UNITED KINGDOM

UK: Academic-industry engagement on the rise
Academics in the United Kingdom are becoming increasingly engaged with industry, with research activity and funding among the leading motivating factors for the growing and more widely spread involvement. These are among the key findings of surveys of more than 6,000 academics. Respondents had been involved in creating nearly 700 companies in recent years.A recently published report by the Advanced Institute of Management Research (AIM) drew on surveys of academics funded by the Engineering and Physical Sciences Research Council, and explored changes and links between academics and industry from 2004 and 2009.
While levels of engagement have increased over the past two years, barriers to engagement remain - though there were fewer obstacles articulated than during a previous similar survey in 2004 - according to The Republic of Engagement: Exploring UK academic attitudes to collaborating with industry and entrepreneurship.
The researchers found greater support was needed to assist academics working on activities involving industry, but that introducing a 'single engagement channel' was not a solution.
"Engagement of academics with industry is widespread, growing and underpinned by strong research," the report concluded, refuting perceptions that academics are generally not occupied with industry.
In fact, the entrepreneurial behaviour of those who responded to the surveys showed they had been involved in the creation of 685 different firms, almost half of which were product-based companies, in the past two to three years.
Furthermore, 16% of respondents indicated that they were on the brink of establishing new companies in conjunction with their industry partners.
In striving to understand the nature of engagement between the two parties, the researchers found that efforts to pressurise academics to increase their engagement with industry were based on "misleading notions" of current patterns of integration.
Rather, universities could be viewed as "engines for growth" in providing the critical know-how for knowledge-based industries to flourish.

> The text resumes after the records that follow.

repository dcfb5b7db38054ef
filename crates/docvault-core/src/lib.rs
//! # docvault-core
//!
//! Core crate for DocVault. Contains configuration schemas, the
//! blob-storage trait, and the unified error system.
//!
//! This crate has **no** internal dependencies on other DocVault crates.

pub mod config;
pub mod error;
pub mod result;
pub mod traits;

pub use error::AppError;
pub use result::AppResult;
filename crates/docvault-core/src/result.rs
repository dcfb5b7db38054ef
//! Convenience result type alias for DocVault.

use crate::error::AppError;

/// A specialized `Result` type for DocVault operations.
///
/// This is defined as a convenience so that every crate does not need to
/// write `Result<T, AppError>` explicitly.
pub type AppResult<T> = Result<T, AppError>;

The UK was found to be doing better than most other countries in terms of collaboration between academics and industry. The bulk of the engagement was in engineering and physical science, and it was mainly limited to conferences and once-off research agreements, such as joint research projects and contract research.

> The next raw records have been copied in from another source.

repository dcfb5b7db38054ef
//! # docvault-entity
//!
//! Domain entity models for DocVault: folders, documents, access
//! entries, and document versions.

pub mod access;
pub mod document;
pub mod folder;
pub mod version;
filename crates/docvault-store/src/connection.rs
//! SQLite connection pool management.

use std::time::Duration;

use sqlx::sqlite::{SqlitePool, SqlitePoolOptions};
use tracing::info;

use docvault_core::config::database::DatabaseConfig;
use docvault_core::error::{AppError, ErrorKind};

/// Wrapper around the sqlx SQLite connection pool.
#[derive(Debug, Clone)]
pub struct StorePool {
    /// The underlying sqlx connection pool.
    pool: SqlitePool,
}

impl StorePool {
    /// Create a new store pool from configuration.
    pub async fn connect(config: &DatabaseConfig) -> Result<Self, AppError> {
        info!(
            url = %config.url,
            max_connections = config.max_connections,
            "Connecting to SQLite"
        );

        let pool = SqlitePoolOptions::new()
            .max_connections(config.max_connections)
            .acquire_timeout(Duration::from_secs(config.acquire_timeout_seconds))
            .idle_timeout(Duration::from_secs(config.idle_timeout_seconds))
            .connect(&config.url)
            .await
            .map_err(|e| {
                AppError::with_source(
                    ErrorKind::Database,
                    format!("Failed to connect to database: {e}"),
                    e,
                )
            })?;

        info!("Successfully connected to SQLite");
        Ok(Self { pool })
    }

    /// Connect to a private in-memory database with migrations applied.
    ///
    /// A single connection is used so that every query observes the same
    /// in-memory database. Intended for tests and tooling.
    pub async fn connect_in_memory() -> Result<Self, AppError> {
        let pool = SqlitePoolOptions::new()
            .max_connections(1)
            .acquire_timeout(Duration::from_secs(5))
            .connect("sqlite::memory:")
            .await
            .map_err(|e| {
                AppError::with_source(
                    ErrorKind::Database,
                    format!("Failed to open in-memory database: {e}"),
                    e,
                )
            })?;

        crate::migration::run_migrations(&pool).await?;
        Ok(Self { pool })
    }

    /// Return a reference to the underlying sqlx pool.
    pub fn pool(&self) -> &SqlitePool {
        &self.pool
    }

    /// Return the underlying sqlx pool (consuming self).
    pub fn into_pool(self) -> SqlitePool {
        self.pool
    }

    /// Check database connectivity.
    pub async fn health_check(&self) -> Result<bool, AppError> {
        sqlx::query_scalar::<_, i32>("SELECT 1")
            .fetch_one(&self.pool)
            .await
            .map(|v| v == 1)
            .map_err(|e| AppError::with_source(ErrorKind::Database, "Health check failed", e))
    }

    /// Close all connections in the pool.
    pub async fn close(&self) {
        self.pool.close().await;
        info!("Database pool closed");
    }
}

The level of collaboration, however, had increased in the past five years with academics, most of whom were male (88%) professors with an average age of 49 years, using more types of engagement more frequently than they did two years previously. Most had been involved in one or two projects (consultancy, funded research or contract research) with industry during the past two years.
The AIM researchers suggested that greater attention should be given to support engagement by individuals, because at present such ventures were not taken seriously enough. "They are perceived as useful for research, but given little or no value by departments or universities in their hiring and promotion policies."
The researchers suggested that this lack of support needed to be rectified by raising the profile of industry engagement, along with other support and training.
They examined the motivations, levels and barriers faced by academics, along with trust, career motivation and entrepreneurial behaviour. The effort to understand the nature of the links between the two as extensively as possible was made in order to offer possible lessons for government policy.
The research by AIM, which seeks to identify ways to enhance the competitiveness of the UK economy, further found that engagement was mainly individually motivated and that patterns of engagement differed from discipline to discipline.
Disciplines such as civil engineering required a tight integration between research and practice. In these areas, industrial practice might even be in advance of academic research, which is focused on probing causal mechanisms with which practising engineers may be less concerned.
In other disciplines, the mechanisms of transfer and exchange between research and practice were one step removed as academics were working on challenges that could take many years of research and could be far removed from potential application.
Despite the different patterns of engagements, there was widespread consensus as to the leading motivating factors for academics to link up with industry - development of their research and additional research income.
Other important motivating factors were raising awareness of problems that industry confronts and the need to build and sustain professional networks.
Interestingly, intellectual property, which is generally regarded as a contentious issue, was not perceived by academics as a barrier to engagement between the two parties.
There were also significant differences across disciplines in the levels of entrepreneurial activities, according to the report. In electrical and electronic engineering, 38% of those surveyed were involved in developing a new venture, against only 9% in mathematics.
"It is interesting to note that also 38% of the humanities faculty are involved in a commercial venture: if we analyse the business model of these firms, we can observe that they are predominantly consultancy-based."
Though the research found there was a drop in the number of barriers, perceived or otherwise, to collaboration compared to the 2004 survey, lack of time was the overriding barrier for academics' involvement with industry.
With teaching and other commitments they could not give as much time to industry as they would like. Lack of time was followed by a lack of resources. No longer was a lack of support from the university highlighted as a stumbling block.
But while academics believed things had improved, the report found a strong divergence of opinion between academics and industry about barriers to collaboration, pointing to the changing nature of exchange between universities and industry. The researchers cited this area as critical for further research.
As far as policy is concerned, the AIM researchers felt that policy measures needed to be taken to create more opportunities for academics working in fields with few entrepreneurial opportunities.
Creating more time, resources and support for academics to engage in venture creation, especially in disciplines where activities were uncommon, might yield the greatest return to policy efforts, the researchers concluded.